I am so excited to see The Many Saints of Newark. And I’m happy I can see it at home. With unvaccinated children at home, we’re not taking any chances. Also, I can barely wear a mask for two minutes, let alone two hours. (Nothing ideological, just comfort.)
Like most of us, I love The Sopranos and hold it atop the pantheon of TV shows. I would probably call it the best show ever made. Certainly it has been the most influential of the past 20 years. (My other tops: Mad Men, Breaking Bad, The Wire. Typical choices.)
I actually turned off the pilot The Sopranos halfway through when I first saw it in January 1999. It wasn’t what I expected. I thought it would be a Goodfellas-like story of mob whackings, and instead it was this neorealistic, Jersey domestic drama about the family and the ducks and the fainting. The mob relationships and operations seemed pretty byzantine to decipher and far from immediately satisfying. (I also turned off the West Wing pilot that year, expecting it to be out in the world more, not just guys at the White House discussing the world. Wrong!)
I came back to The Sopranos with episode 5, “College.” (Tony kills a rat in witness protection while in Maine looking at colleges with his daughter.) I was like, okay, now I get it. (Clip above.)
My dad later told me he saw an episode of The Sopranos and found it off-putting and distasteful. And it was this episode! But my dad doesn’t like violence in movies. We saw Fight Club together and he was almost speechless in revulsion. “Why would anybody make that movie...?” My dad is hardly a square, or a right-winger—he is a classic liberal—it’s just not to his taste.
I won’t bother to wax nostalgic about the genius of The Sopranos. I’m sure many people can do it better than I can—and have already done so.
I love David Chase. I love his work. I love that he’s a surly old crank who won’t give an inch to anybody. He knew that people watched his show for the whackings—and consistently, actively frustrated their expectations. I love the show’s cut-to-black ending. I liked his 2012 feature, Not Fade Away, which I thought people unfairly used as a punching bag.
I only thing I found mildly annoying in The Sopranos were the occasional extended dream sequences. But even then, how can you ever forget, “You’re Annette Benning”?
At the end of its first season—summer 1999—there was a panel on The Sopranos at the Writers Guild Theater on Doheny in Beverly Hills. I went and it was pretty remarkable—because this was the moment when the cast and crew realized they were part of a pop phenomenon. (I think this is the panel discussion.)

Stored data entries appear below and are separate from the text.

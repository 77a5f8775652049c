// SPDX-License-Identifier: MIT
// Copyright 2026 Roland Dreier <roland@rolandd.dev>

//! Per-user scanner slots.

use dashmap::DashMap;
use std::sync::atomic::{AtomicU64, Ordering};
use std::sync::Arc;
use std::time::Duration;
use tokio::time::Instant;

use crate::error::{AppError, Result};
use crate::models::User;
use crate::scanner::capture::RelayCapture;
use crate::scanner::controller::{ScanController, ScanStatus, ScanTimings};
use crate::services::directory::ProductDirectory;
use crate::services::identity::IdentityProvider;
use crate::services::ledger::LedgerWriter;
use crate::session::SessionHolder;

/// Slots untouched for this long are dropped once their scanner is idle.
pub const SLOT_IDLE_TTL: Duration = Duration::from_secs(30 * 60);

/// Everything one signed-in user's scanner page needs.
pub struct ScannerSlot {
    pub controller: ScanController,
    pub relay: Arc<RelayCapture>,
    pub session: SessionHolder,
    /// Milliseconds since the registry epoch at last use.
    last_seen_ms: AtomicU64,
}

impl ScannerSlot {
    fn touch(&self, now_ms: u64) {
        self.last_seen_ms.store(now_ms, Ordering::Relaxed);
    }

    /// Unused for longer than `ttl`, with no camera open and nothing in flight.
    fn is_idle(&self, now_ms: u64, ttl: Duration) -> bool {
        let unused_ms = now_ms.saturating_sub(self.last_seen_ms.load(Ordering::Relaxed));
        unused_ms > ttl.as_millis() as u64
            && !self.controller.is_camera_active()
            && self.controller.status() == ScanStatus::Idle
    }
}

pub struct ScannerRegistry {
    slots: DashMap<String, Arc<ScannerSlot>>,
    directory: Arc<dyn ProductDirectory>,
    writer: LedgerWriter,
    identity: Arc<dyn IdentityProvider>,
    timings: ScanTimings,
    epoch: Instant,
    idle_ttl: Duration,
}

impl ScannerRegistry {
    pub fn new(
        directory: Arc<dyn ProductDirectory>,
        writer: LedgerWriter,
        identity: Arc<dyn IdentityProvider>,
        timings: ScanTimings,
    ) -> Self {
        Self {
            slots: DashMap::new(),
            directory,
            writer,
            identity,
            timings,
            epoch: Instant::now(),
            idle_ttl: SLOT_IDLE_TTL,
        }
    }

    pub fn with_idle_ttl(mut self, idle_ttl: Duration) -> Self {
        self.idle_ttl = idle_ttl;
        self
    }

    fn now_ms(&self) -> u64 {
        self.epoch.elapsed().as_millis() as u64
    }

    /// Drop slots nobody has used within the idle TTL.
    ///
    /// The session token stays valid; the next request restores a slot.
    pub fn evict_idle(&self) -> usize {
        let now_ms = self.now_ms();
        let before = self.slots.len();
        self.slots
            .retain(|_, slot| !slot.is_idle(now_ms, self.idle_ttl));
        let evicted = before.saturating_sub(self.slots.len());
        if evicted > 0 {
            tracing::debug!(evicted, remaining = self.slots.len(), "Evicted idle scanner slots");
        }
        evicted
    }

    fn build_slot(&self, session: SessionHolder) -> ScannerSlot {
        let relay = Arc::new(RelayCapture::new());
        let controller = ScanController::new(
            self.directory.clone(),
            self.writer.clone(),
            relay.clone(),
            session.subscribe(),
            self.timings,
        );
        ScannerSlot {
            controller,
            relay,
            session,
            last_seen_ms: AtomicU64::new(self.now_ms()),
        }
    }

    /// Install a freshly signed-in session, replacing any previous slot.
    pub fn install(&self, session: SessionHolder) -> Result<Arc<ScannerSlot>> {
        let user = session.current_user().ok_or(AppError::Unauthorized)?;
        self.evict_idle();
        let slot = Arc::new(self.build_slot(session));
        if let Some(previous) = self.slots.insert(user.id.clone(), slot.clone()) {
            previous.controller.stop_camera();
        }
        tracing::debug!(user_id = %user.id, "Scanner slot installed");
        Ok(slot)
    }

    /// Slot for an authenticated user, restoring one from the verified
    /// session token if this process has none (e.g. after a restart).
    pub fn slot_for(&self, user: &User) -> Arc<ScannerSlot> {
        if let Some(slot) = self.slots.get(&user.id) {
            slot.touch(self.now_ms());
            return slot.value().clone();
        }

        self.evict_idle();
        self.slots
            .entry(user.id.clone())
            .or_insert_with(|| {
                tracing::debug!(user_id = %user.id, "Scanner slot restored");
                Arc::new(self.build_slot(SessionHolder::restored(
                    self.identity.clone(),
                    user.clone(),
                )))
            })
            .value()
            .clone()
    }

    /// Remove a user's slot and release its camera.
    pub fn remove(&self, user_id: &str) -> Option<Arc<ScannerSlot>> {
        let (_, slot) = self.slots.remove(user_id)?;
        slot.controller.stop_camera();
        Some(slot)
    }

    pub fn len(&self) -> usize {
        self.slots.len()
    }

    pub fn is_empty(&self) -> bool {
        self.slots.is_empty()
    }
}

#[cfg(test)]
mod tests {
    use super::*;
    use crate::db::MemoryDb;
    use crate::services::identity::MemoryIdentity;
    use crate::services::ledger::LedgerPolicy;

    const TTL: Duration = Duration::from_secs(60);

    fn registry() -> ScannerRegistry {
        let db = Arc::new(MemoryDb::new());
        let timings = ScanTimings::default();
        let writer = LedgerWriter::new(db.clone(), LedgerPolicy::BestEffort, timings.lookup_timeout);
        ScannerRegistry::new(db, writer, Arc::new(MemoryIdentity::new()), timings)
            .with_idle_ttl(TTL)
    }

    fn user(id: &str) -> User {
        User {
            id: id.to_string(),
            email: format!("{id}@example.com"),
        }
    }

    #[tokio::test(start_paused = true)]
    async fn idle_slots_are_evicted_when_new_ones_arrive() {
        let registry = registry();
        registry.slot_for(&user("a"));
        registry.slot_for(&user("b"));

        tokio::time::advance(TTL / 2).await;
        // Touching keeps "b" alive.
        registry.slot_for(&user("b"));
        tokio::time::advance(TTL / 2 + Duration::from_secs(1)).await;

        registry.slot_for(&user("c"));
        assert_eq!(registry.len(), 2);

        // "a" comes back as a fresh slot.
        registry.slot_for(&user("a"));
        assert_eq!(registry.len(), 3);
    }

    #[tokio::test(start_paused = true)]
    async fn slots_with_an_open_camera_are_kept() {
        let registry = registry();
        let slot = registry.slot_for(&user("a"));
        slot.controller.start_camera().await.unwrap();

        tokio::time::advance(TTL * 2).await;
        assert_eq!(registry.evict_idle(), 0);
        assert_eq!(registry.len(), 1);

        slot.controller.stop_camera();
        assert_eq!(registry.evict_idle(), 1);
        assert!(registry.is_empty());
    }

    #[tokio::test(start_paused = true)]
    async fn restored_slot_keeps_the_user_signed_in() {
        let registry = registry();
        let slot = registry.slot_for(&user("a"));
        assert_eq!(slot.session.current_user(), Some(user("a")));
        assert!(Arc::ptr_eq(&slot, &registry.slot_for(&user("a"))));

        assert!(registry.remove("a").is_some());
        assert!(registry.is_empty());
    }
}
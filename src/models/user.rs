//! Authenticated user as reported by the identity provider.

use serde::{Deserialize, Serialize};
#[cfg(feature = "binding-generation")]
use ts_rs::TS;

/// User identity.
#[derive(Debug, Clone, PartialEq, Eq, Serialize, Deserialize)]
#[cfg_attr(feature = "binding-generation", derive(TS))]
#[cfg_attr(
    feature = "binding-generation",
    ts(export, export_to = "web/src/lib/generated/")
)]
pub struct User {
    /// Opaque identifier assigned by the identity provider
    pub id: String,
    pub email: String,
}
// SPDX-License-Identifier: MIT
// Copyright 2026 Roland Dreier <roland@rolandd.dev>

//! API routes for authenticated users.

use crate::error::{AppError, Result};
use crate::middleware::auth::AuthUser;
use crate::models::page::nav_items;
use crate::models::{DashboardStats, HistoryMonth, HistoryView, MonthlyReport, NavItem, Page, User};
use crate::time_utils::parse_month;
use crate::validation;
use crate::AppState;
use axum::{
    extract::{Path, Query, State},
    routing::{get, put},
    Extension, Json, Router,
};
use chrono::{NaiveDate, Utc};
use serde::{Deserialize, Serialize};
use std::sync::Arc;
#[cfg(feature = "binding-generation")]
use ts_rs::TS;

/// API routes (require authentication via JWT).
/// The auth middleware is applied in routes/mod.rs for these routes.
pub fn routes() -> Router<Arc<AppState>> {
    Router::new()
        .route("/api/me", get(get_me))
        .route("/api/view/{page}", get(get_view))
        .route("/api/dashboard", get(get_dashboard))
        .route("/api/history", get(get_history))
        .route("/api/reports", get(get_report))
        .route("/api/profile/password", put(change_password))
}

fn today() -> NaiveDate {
    Utc::now().date_naive()
}

/// Resolve an optional `YYYY-MM` parameter, defaulting to the current month.
fn month_param(raw: Option<&str>) -> Result<NaiveDate> {
    match raw.map(str::trim).filter(|m| !m.is_empty()) {
        Some(month) => parse_month(month)
            .ok_or_else(|| AppError::BadRequest(format!("Invalid month: {month}"))),
        None => Ok(today()),
    }
}

// ─── User Profile ────────────────────────────────────────────

/// Get current user.
async fn get_me(Extension(user): Extension<AuthUser>) -> Json<User> {
    Json(user.user())
}

#[derive(Deserialize)]
struct ChangePasswordRequest {
    current_password: String,
    new_password: String,
    confirm_password: String,
}

#[derive(Serialize)]
struct ChangePasswordResponse {
    success: bool,
}

/// Change the password after re-checking the current one.
async fn change_password(
    State(state): State<Arc<AppState>>,
    Extension(user): Extension<AuthUser>,
    Json(req): Json<ChangePasswordRequest>,
) -> Result<Json<ChangePasswordResponse>> {
    validation::validate_new_password(&req.new_password, &req.confirm_password)?;

    let slot = state.scanners.slot_for(&user.user());
    slot.session.reauthenticate(&req.current_password).await?;
    slot.session
        .change_password(&req.new_password, &req.confirm_password)
        .await?;

    Ok(Json(ChangePasswordResponse { success: true }))
}

// ─── Navigation ──────────────────────────────────────────────

#[derive(Serialize)]
#[cfg_attr(feature = "binding-generation", derive(TS))]
#[cfg_attr(
    feature = "binding-generation",
    ts(export, export_to = "web/src/lib/generated/")
)]
pub struct ViewResponse {
    pub page: Page,
    pub title: &'static str,
    pub nav: Vec<NavItem>,
}

/// Resolve the page to mount. Unknown ids fall back to the dashboard.
async fn get_view(Path(page): Path<String>) -> Json<ViewResponse> {
    let page = Page::from_id(&page);
    Json(ViewResponse {
        page,
        title: page.label(),
        nav: nav_items(page),
    })
}

// ─── Dashboard / History / Reports ───────────────────────────

async fn get_dashboard(
    State(state): State<Arc<AppState>>,
    Extension(user): Extension<AuthUser>,
) -> Result<Json<DashboardStats>> {
    let stats = state.aggregation.dashboard(&user.user_id, today()).await?;
    Ok(Json(stats))
}

#[derive(Deserialize)]
struct HistoryQuery {
    /// Month to show (YYYY-MM); defaults to the current month
    month: Option<String>,
    /// Comma-separated dates (YYYY-MM-DD) whose buckets are expanded
    expanded: Option<String>,
}

async fn get_history(
    State(state): State<Arc<AppState>>,
    Extension(user): Extension<AuthUser>,
    Query(params): Query<HistoryQuery>,
) -> Result<Json<HistoryMonth>> {
    let mut view = HistoryView::new(month_param(params.month.as_deref())?);
    for date in params
        .expanded
        .as_deref()
        .unwrap_or("")
        .split(',')
        .map(str::trim)
        .filter(|d| !d.is_empty())
    {
        if !view.is_expanded(date) {
            view.toggle(date);
        }
    }

    let history = state.aggregation.history(&user.user_id, &view).await?;
    Ok(Json(history))
}

#[derive(Deserialize)]
struct ReportQuery {
    month: Option<String>,
}

async fn get_report(
    State(state): State<Arc<AppState>>,
    Extension(user): Extension<AuthUser>,
    Query(params): Query<ReportQuery>,
) -> Result<Json<MonthlyReport>> {
    let month = month_param(params.month.as_deref())?;
    let report = state.aggregation.report(&user.user_id, month).await?;
    Ok(Json(report))
}
// SPDX-License-Identifier: MIT
// Copyright 2026 Roland Dreier <roland@rolandd.dev>

//! JWT authentication middleware.

use crate::models::User;
use crate::AppState;
use axum::{
    extract::{Request, State},
    http::{header, StatusCode},
    middleware::Next,
    response::Response,
};
use axum_extra::extract::cookie::CookieJar;
use dashmap::DashMap;
use jsonwebtoken::{decode, Algorithm, DecodingKey, Validation};
use serde::{Deserialize, Serialize};
use std::sync::Arc;

/// Name of the session cookie.
pub const SESSION_COOKIE: &str = "scan_token";

/// Session lifetime in seconds (30 days).
pub const SESSION_TTL_SECS: usize = 30 * 24 * 60 * 60;

/// JWT claims structure.
#[derive(Debug, Serialize, Deserialize, Clone)]
pub struct Claims {
    /// Subject (identity provider user ID)
    pub sub: String,
    pub email: String,
    /// Expiration time (Unix timestamp)
    pub exp: usize,
    /// Issued at (Unix timestamp)
    pub iat: usize,
    /// Unique token ID, used to revoke the token on sign-out
    pub jti: String,
}

/// Authenticated user extracted from JWT.
#[derive(Debug, Clone, PartialEq, Eq)]
pub struct AuthUser {
    pub user_id: String,
    pub email: String,
    /// ID of the session token that authenticated this request
    pub token_id: String,
    /// Expiration of that token (Unix timestamp)
    pub expires_at: usize,
}

impl AuthUser {
    pub fn user(&self) -> User {
        User {
            id: self.user_id.clone(),
            email: self.email.clone(),
        }
    }
}

/// Verify a session token and return its user.
pub fn verify_jwt(token: &str, signing_key: &[u8]) -> Option<AuthUser> {
    let key = DecodingKey::from_secret(signing_key);
    let validation = Validation::new(Algorithm::HS256);

    let claims = decode::<Claims>(token, &key, &validation).ok()?.claims;
    if claims.sub.is_empty() {
        return None;
    }
    Some(AuthUser {
        user_id: claims.sub,
        email: claims.email,
        token_id: claims.jti,
        expires_at: claims.exp,
    })
}

fn unix_now() -> usize {
    use std::time::{SystemTime, UNIX_EPOCH};

    SystemTime::now()
        .duration_since(UNIX_EPOCH)
        .map(|d| d.as_secs() as usize)
        .unwrap_or(0)
}

/// Session tokens ended by sign-out.
///
/// Entries are kept until the token would have expired anyway.
#[derive(Default)]
pub struct RevokedTokens {
    tokens: DashMap<String, usize>,
}

impl RevokedTokens {
    pub fn new() -> Self {
        Self::default()
    }

    pub fn revoke(&self, user: &AuthUser) {
        let now = unix_now();
        self.tokens.retain(|_, expires_at| *expires_at > now);
        self.tokens.insert(user.token_id.clone(), user.expires_at);
    }

    pub fn is_revoked(&self, token_id: &str) -> bool {
        self.tokens.contains_key(token_id)
    }

    pub fn len(&self) -> usize {
        self.tokens.len()
    }

    pub fn is_empty(&self) -> bool {
        self.tokens.is_empty()
    }
}

/// Middleware that requires valid JWT authentication.
pub async fn require_auth(
    State(state): State<Arc<AppState>>,
    jar: CookieJar,
    mut request: Request,
    next: Next,
) -> Result<Response, StatusCode> {
    // Try cookie first, then header
    let token = if let Some(cookie) = jar.get(SESSION_COOKIE) {
        cookie.value().to_string()
    } else {
        let auth_header = request
            .headers()
            .get(header::AUTHORIZATION)
            .and_then(|h| h.to_str().ok());

        match auth_header.and_then(|h| h.strip_prefix("Bearer ")) {
            Some(token) => token.to_string(),
            None => return Err(StatusCode::UNAUTHORIZED),
        }
    };

    let auth_user =
        verify_jwt(&token, &state.config.jwt_signing_key).ok_or(StatusCode::UNAUTHORIZED)?;
    if state.revoked_tokens.is_revoked(&auth_user.token_id) {
        tracing::debug!(user_id = %auth_user.user_id, "Rejected signed-out session token");
        return Err(StatusCode::UNAUTHORIZED);
    }

    request.extensions_mut().insert(auth_user);

    Ok(next.run(request).await)
}

/// Create a JWT for a user session.
pub fn create_jwt(user: &User, signing_key: &[u8]) -> anyhow::Result<String> {
    use jsonwebtoken::{encode, EncodingKey, Header};
    use std::time::{SystemTime, UNIX_EPOCH};

    let now = SystemTime::now().duration_since(UNIX_EPOCH)?.as_secs() as usize;

    let claims = Claims {
        sub: user.id.clone(),
        email: user.email.clone(),
        iat: now,
        exp: now + SESSION_TTL_SECS,
        jti: uuid::Uuid::new_v4().to_string(),
    };

    Ok(encode(
        &Header::new(Algorithm::HS256),
        &claims,
        &EncodingKey::from_secret(signing_key),
    )?)
}

#[cfg(test)]
mod tests {
    use super::*;

    const KEY: &[u8] = b"test_jwt_key_32_bytes_minimum!!";

    #[test]
    fn jwt_round_trips_user() {
        let user = User {
            id: "user-1".to_string(),
            email: "juan@example.com".to_string(),
        };
        let token = create_jwt(&user, KEY).unwrap();

        let auth = verify_jwt(&token, KEY).unwrap();
        assert_eq!(auth.user(), user);
    }

    #[test]
    fn jwt_rejects_wrong_key() {
        let user = User {
            id: "user-1".to_string(),
            email: "juan@example.com".to_string(),
        };
        let token = create_jwt(&user, KEY).unwrap();
        assert!(verify_jwt(&token, b"another_key_entirely_32_bytes!!").is_none());
        assert!(verify_jwt("not-a-jwt", KEY).is_none());
    }

    #[test]
    fn each_jwt_gets_its_own_token_id() {
        let user = User {
            id: "user-1".to_string(),
            email: "juan@example.com".to_string(),
        };
        let first = verify_jwt(&create_jwt(&user, KEY).unwrap(), KEY).unwrap();
        let second = verify_jwt(&create_jwt(&user, KEY).unwrap(), KEY).unwrap();
        assert_ne!(first.token_id, second.token_id);

        let revoked = RevokedTokens::new();
        revoked.revoke(&first);
        assert!(revoked.is_revoked(&first.token_id));
        assert!(!revoked.is_revoked(&second.token_id));
    }

    #[test]
    fn revoking_prunes_expired_entries() {
        let revoked = RevokedTokens::new();
        let stale = AuthUser {
            user_id: "user-1".to_string(),
            email: "juan@example.com".to_string(),
            token_id: "stale".to_string(),
            expires_at: 1,
        };
        revoked.revoke(&stale);
        assert_eq!(revoked.len(), 1);

        let current = AuthUser {
            token_id: "current".to_string(),
            expires_at: unix_now() + SESSION_TTL_SECS,
            ..stale
        };
        revoked.revoke(&current);
        assert_eq!(revoked.len(), 1);
        assert!(revoked.is_revoked("current"));
    }
}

As far as I can recall, the entire principal cast was there. James Gandolfini wore a suit and tie and if he could have chewed off his arm to escape, I believe he would have. He seemed very shy and insecure and gave terse answers to questions—it didn’t seem like he was trying to be difficult, just that he was overwhelmed by the attention and deeply uncomfortable.
I spoke briefly to Edie Falco in the reception area, who was all smiles, and remember thinking, this woman has the hugest blue eyes I have ever seen.
Nancy Marchand was there, and it was clear she was ill—it wasn’t a secret—but she was witty and hilarious. I didn’t realize she wasn’t Italian—she was previously best-known for playing stuffy wasps. That’s her as the mayor in The Naked Gun, suffering Drebin’s antics!
After the panel, I asked Lorraine Bracco—who had her hair pulled back, and seemed so much hipper and animated than her character—about her coiffed hairdo as Dr. Melfi and she gladly took credit for it, wanting the character to seem timid and straining for formality.
It was a magical evening and it was quite clear that this was the moment when all of us, who loved the show, and all of them—the folks who made the show—together realized it was something way bigger than we knew.
Bless them all for such fabulous, lasting work.